● ACTIVITY: Scan the entries below and tally the lines that include "events". Return nothing but the tally.

(SUPPLIED MATERIAL Opens)

//! Mock RFID reader implementation for testing and development.
//!
//! This module provides a simulated card reader that can be controlled
//! programmatically for testing without requiring physical hardware.

use crate::{
    Result,
    traits::RfidDevice,
    types::ReaderInfo,
};
use cardgate_core::CardUid;
use tokio::sync::mpsc;

/// Mock RFID reader for testing and development.
///
/// Cards presented through the [`MockRfidHandle`] queue up and are reported
/// one at a time: each presentation makes `is_card_present` return `true`
/// until `read_uid` consumes it.
///
/// # Examples
///
/// ```
/// use cardgate_hardware::mock::MockRfid;
/// use cardgate_hardware::traits::RfidDevice;
///
/// #[tokio::main]
/// async fn main() -> cardgate_hardware::Result<()> {
///     let (mut reader, handle) = MockRfid::new();
///
///     handle.present_card(vec![0x03, 0x89, 0xAF, 0x0D]).await?;
///
///     assert!(reader.is_card_present().await?);
///     let uid = reader.read_uid().await?;
///     assert_eq!(uid.to_hex(), "0389af0d");
///     assert!(!reader.is_card_present().await?);
///
///     Ok(())
/// }
/// ```
#[derive(Debug)]
pub struct MockRfid {
    /// Channel receiver for card events
    event_rx: mpsc::Receiver<CardEvent>,

    /// Device name
    name: String,
}

impl MockRfid {
    /// Create a new mock RFID reader with the default name.
    ///
    /// Returns a tuple of (MockRfid, MockRfidHandle) where the handle
    /// can be used to simulate card presentations.
    pub fn new() -> (Self, MockRfidHandle) {
        Self::with_name("Mock RFID Reader".to_string())
    }

    /// Create a new mock RFID reader with a custom name.
    pub fn with_name(name: String) -> (Self, MockRfidHandle) {
        let (event_tx, event_rx) = mpsc::channel(32);

        let reader = Self {
            event_rx,
            name: name.clone(),
        };

        let handle = MockRfidHandle { event_tx, name };

        (reader, handle)
    }
}

impl Default for MockRfid {
    fn default() -> Self {
        Self::new().0
    }
}

impl RfidDevice for MockRfid {
    async fn is_card_present(&mut self) -> Result<bool> {
        Ok(!self.event_rx.is_empty())
    }

    async fn read_uid(&mut self) -> Result<CardUid> {
        match self.event_rx.try_recv() {
            Ok(CardEvent::CardPresented(uid)) => Ok(uid),
            Ok(CardEvent::ReadFailure(message)) => Err(crate::HardwareError::card_read(message)),
            Err(mpsc::error::TryRecvError::Empty) => {
                Err(crate::HardwareError::card_read("No card in field"))
            }
            Err(mpsc::error::TryRecvError::Disconnected) => Err(
                crate::HardwareError::disconnected("RFID event channel closed"),
            ),
        }
    }

    async fn get_reader_info(&self) -> Result<ReaderInfo> {
        Ok(
            ReaderInfo::new(self.name.clone(), vec!["ISO14443A".to_string()])
                .with_max_baud_rate(424000),
        )
    }
}

/// Internal event type for mock RFID reader.
#[derive(Debug, Clone)]
enum CardEvent {
    CardPresented(CardUid),
    ReadFailure(String),
}

/// Handle for controlling a mock RFID reader.
///
/// The handle can be cloned and shared across tasks.
#[derive(Debug, Clone)]
pub struct MockRfidHandle {
    /// Channel sender for card events
    event_tx: mpsc::Sender<CardEvent>,

    /// Device name
    name: String,
}

impl MockRfidHandle {
    /// Present a card to the reader.
    ///
    /// # Errors
    ///
    /// Returns an error if:
    /// - The UID length is outside 4-10 bytes
    /// - The reader has been dropped and the channel is closed
    pub async fn present_card(&self, uid: Vec<u8>) -> Result<()> {
        let uid = CardUid::new(uid)?;

        self.event_tx
            .send(CardEvent::CardPresented(uid))
            .await
            .map_err(|_| crate::HardwareError::disconnected("RFID event channel closed"))
    }

    /// Present a card whose serial read will fail.
    ///
    /// # Errors
    ///
    /// Returns an error if the reader has been dropped.
    pub async fn present_unreadable_card(&self, message: impl Into<String>) -> Result<()> {
        self.event_tx
            .send(CardEvent::ReadFailure(message.into()))
            .await
            .map_err(|_| crate::HardwareError::disconnected("RFID event channel closed"))
    }

    /// Get the device name.
    pub fn name(&self) -> &str {
        &self.name
    }
}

(SUPPLIED MATERIAL Closes)

● EXERCISE ANSWER: 2